Exercise brief:
In the records that follow, show each line where the word "HolterError" is present.

Listed entries:
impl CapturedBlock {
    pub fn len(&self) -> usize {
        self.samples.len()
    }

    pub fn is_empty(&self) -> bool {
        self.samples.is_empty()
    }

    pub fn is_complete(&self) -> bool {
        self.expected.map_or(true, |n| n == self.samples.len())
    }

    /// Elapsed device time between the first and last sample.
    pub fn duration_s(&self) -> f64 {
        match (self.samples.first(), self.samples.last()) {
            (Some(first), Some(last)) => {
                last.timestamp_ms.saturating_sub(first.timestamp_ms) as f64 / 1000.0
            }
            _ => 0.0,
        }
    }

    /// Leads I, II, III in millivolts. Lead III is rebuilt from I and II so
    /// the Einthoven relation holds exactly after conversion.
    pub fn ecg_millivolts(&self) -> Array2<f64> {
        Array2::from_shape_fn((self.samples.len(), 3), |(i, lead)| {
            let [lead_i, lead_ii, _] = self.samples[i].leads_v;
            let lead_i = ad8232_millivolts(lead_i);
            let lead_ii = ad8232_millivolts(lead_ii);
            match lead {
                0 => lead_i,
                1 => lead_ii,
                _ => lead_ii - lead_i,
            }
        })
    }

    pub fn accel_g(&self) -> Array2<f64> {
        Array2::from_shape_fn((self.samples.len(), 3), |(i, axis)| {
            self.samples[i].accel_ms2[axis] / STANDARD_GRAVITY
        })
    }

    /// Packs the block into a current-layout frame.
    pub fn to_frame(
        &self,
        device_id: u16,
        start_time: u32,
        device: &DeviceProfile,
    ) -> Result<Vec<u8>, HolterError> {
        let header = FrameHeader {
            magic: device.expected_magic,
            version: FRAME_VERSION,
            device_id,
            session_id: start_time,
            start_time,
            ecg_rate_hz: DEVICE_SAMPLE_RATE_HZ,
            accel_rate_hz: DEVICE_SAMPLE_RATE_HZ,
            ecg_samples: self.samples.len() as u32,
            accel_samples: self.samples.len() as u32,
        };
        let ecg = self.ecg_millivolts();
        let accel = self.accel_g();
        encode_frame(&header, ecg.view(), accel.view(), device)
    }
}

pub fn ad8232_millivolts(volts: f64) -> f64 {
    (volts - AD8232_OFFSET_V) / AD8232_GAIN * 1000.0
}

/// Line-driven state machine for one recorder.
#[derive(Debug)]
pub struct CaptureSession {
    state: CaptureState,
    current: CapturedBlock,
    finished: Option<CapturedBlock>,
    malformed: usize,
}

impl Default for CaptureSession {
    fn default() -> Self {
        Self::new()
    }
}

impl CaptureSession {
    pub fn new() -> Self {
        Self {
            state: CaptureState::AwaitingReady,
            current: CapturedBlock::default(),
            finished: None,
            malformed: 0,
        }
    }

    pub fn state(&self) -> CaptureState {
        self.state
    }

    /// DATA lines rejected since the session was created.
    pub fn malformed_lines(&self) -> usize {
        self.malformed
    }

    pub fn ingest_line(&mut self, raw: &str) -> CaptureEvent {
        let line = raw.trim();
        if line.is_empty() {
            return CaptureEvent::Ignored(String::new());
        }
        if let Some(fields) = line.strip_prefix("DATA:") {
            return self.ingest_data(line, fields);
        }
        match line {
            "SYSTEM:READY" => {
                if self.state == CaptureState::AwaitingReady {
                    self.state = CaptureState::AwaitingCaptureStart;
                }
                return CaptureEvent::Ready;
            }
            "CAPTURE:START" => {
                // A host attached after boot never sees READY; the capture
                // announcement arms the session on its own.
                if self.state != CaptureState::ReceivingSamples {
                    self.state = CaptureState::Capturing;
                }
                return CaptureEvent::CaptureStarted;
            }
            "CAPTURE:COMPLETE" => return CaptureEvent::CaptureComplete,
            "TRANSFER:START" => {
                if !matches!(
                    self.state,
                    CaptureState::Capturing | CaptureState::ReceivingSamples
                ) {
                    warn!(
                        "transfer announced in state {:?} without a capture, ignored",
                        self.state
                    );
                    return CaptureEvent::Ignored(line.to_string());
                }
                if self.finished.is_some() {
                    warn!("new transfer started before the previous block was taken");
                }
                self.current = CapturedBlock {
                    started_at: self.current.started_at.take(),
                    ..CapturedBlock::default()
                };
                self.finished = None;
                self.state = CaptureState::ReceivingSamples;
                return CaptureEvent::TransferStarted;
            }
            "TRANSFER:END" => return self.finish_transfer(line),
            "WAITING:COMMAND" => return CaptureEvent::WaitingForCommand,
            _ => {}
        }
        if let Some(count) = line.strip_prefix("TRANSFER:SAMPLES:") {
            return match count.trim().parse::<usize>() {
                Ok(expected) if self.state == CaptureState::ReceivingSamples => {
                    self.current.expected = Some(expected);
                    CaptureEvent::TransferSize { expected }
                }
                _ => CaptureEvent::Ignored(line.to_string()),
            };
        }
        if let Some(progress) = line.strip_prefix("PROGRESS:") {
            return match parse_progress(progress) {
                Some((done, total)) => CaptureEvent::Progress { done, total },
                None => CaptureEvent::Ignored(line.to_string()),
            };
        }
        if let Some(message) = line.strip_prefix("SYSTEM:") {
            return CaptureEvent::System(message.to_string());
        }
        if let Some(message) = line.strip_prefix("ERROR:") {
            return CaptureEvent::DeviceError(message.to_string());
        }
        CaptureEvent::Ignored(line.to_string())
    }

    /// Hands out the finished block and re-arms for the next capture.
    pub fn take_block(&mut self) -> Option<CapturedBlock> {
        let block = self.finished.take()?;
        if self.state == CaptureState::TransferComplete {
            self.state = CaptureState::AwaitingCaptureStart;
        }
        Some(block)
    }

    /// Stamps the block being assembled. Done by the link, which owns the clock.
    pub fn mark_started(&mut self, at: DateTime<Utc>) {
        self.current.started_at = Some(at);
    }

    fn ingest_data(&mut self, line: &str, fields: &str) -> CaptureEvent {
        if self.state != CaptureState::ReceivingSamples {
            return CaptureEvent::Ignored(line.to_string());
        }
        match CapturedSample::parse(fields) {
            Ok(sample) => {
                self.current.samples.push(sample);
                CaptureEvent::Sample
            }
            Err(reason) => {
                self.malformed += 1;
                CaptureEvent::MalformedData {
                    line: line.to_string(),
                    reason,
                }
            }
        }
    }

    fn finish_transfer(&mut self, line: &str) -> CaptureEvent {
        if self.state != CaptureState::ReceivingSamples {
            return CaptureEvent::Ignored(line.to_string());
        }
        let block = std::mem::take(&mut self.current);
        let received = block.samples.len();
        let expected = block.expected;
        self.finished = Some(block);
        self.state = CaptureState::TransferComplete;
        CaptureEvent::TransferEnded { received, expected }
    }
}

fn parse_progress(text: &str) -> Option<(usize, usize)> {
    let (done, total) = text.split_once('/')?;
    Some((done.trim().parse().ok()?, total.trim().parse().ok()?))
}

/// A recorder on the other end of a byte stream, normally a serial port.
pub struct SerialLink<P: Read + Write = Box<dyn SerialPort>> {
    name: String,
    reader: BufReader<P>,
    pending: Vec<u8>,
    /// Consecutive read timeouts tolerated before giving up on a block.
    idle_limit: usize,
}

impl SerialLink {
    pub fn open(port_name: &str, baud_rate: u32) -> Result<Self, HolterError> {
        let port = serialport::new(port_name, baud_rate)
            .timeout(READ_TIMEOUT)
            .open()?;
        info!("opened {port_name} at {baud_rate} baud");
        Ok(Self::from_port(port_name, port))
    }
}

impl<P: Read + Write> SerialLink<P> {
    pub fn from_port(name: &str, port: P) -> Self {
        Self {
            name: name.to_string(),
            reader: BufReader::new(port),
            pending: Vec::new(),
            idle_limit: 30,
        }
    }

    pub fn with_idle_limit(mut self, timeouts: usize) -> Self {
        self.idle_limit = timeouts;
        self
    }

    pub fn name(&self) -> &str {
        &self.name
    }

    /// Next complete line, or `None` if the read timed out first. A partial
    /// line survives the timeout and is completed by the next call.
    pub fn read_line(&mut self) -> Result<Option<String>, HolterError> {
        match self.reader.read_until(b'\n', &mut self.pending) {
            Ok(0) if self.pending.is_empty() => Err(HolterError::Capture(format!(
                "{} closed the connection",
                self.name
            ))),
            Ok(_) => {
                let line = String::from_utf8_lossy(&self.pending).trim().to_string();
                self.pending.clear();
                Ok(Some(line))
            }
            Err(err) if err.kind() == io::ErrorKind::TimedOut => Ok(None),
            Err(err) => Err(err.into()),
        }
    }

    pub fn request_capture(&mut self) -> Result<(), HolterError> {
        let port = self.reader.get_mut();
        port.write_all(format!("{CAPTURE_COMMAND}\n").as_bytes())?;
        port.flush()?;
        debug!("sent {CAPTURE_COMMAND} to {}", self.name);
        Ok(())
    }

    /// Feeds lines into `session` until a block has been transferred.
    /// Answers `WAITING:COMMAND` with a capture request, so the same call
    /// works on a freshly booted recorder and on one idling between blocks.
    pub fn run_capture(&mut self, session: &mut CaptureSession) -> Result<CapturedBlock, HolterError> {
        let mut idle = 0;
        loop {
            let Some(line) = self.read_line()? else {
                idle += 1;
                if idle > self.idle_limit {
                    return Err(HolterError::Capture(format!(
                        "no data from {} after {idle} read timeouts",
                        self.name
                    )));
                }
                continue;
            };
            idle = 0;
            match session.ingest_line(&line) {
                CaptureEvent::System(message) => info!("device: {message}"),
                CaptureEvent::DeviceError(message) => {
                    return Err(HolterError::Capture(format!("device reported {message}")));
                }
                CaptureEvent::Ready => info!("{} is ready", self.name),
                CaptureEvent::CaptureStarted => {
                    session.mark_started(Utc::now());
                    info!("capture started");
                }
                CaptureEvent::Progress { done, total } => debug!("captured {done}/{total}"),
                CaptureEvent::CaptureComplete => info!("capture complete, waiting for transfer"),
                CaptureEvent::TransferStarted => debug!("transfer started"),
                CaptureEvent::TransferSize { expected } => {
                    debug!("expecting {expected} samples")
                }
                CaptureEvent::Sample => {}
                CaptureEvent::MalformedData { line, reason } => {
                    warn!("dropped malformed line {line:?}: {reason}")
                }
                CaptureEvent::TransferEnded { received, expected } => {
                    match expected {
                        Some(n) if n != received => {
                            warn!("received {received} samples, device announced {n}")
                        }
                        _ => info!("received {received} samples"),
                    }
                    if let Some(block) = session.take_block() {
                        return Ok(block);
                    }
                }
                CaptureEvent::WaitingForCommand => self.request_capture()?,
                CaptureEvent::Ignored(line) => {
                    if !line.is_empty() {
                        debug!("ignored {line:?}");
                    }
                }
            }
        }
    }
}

The completed task:
    ) -> Result<Vec<u8>, HolterError> {
    pub fn open(port_name: &str, baud_rate: u32) -> Result<Self, HolterError> {
    pub fn read_line(&mut self) -> Result<Option<String>, HolterError> {
            Ok(0) if self.pending.is_empty() => Err(HolterError::Capture(format!(
    pub fn request_capture(&mut self) -> Result<(), HolterError> {
    pub fn run_capture(&mut self, session: &mut CaptureSession) -> Result<CapturedBlock, HolterError> {
                    return Err(HolterError::Capture(format!(
                    return Err(HolterError::Capture(format!("device reported {message}")));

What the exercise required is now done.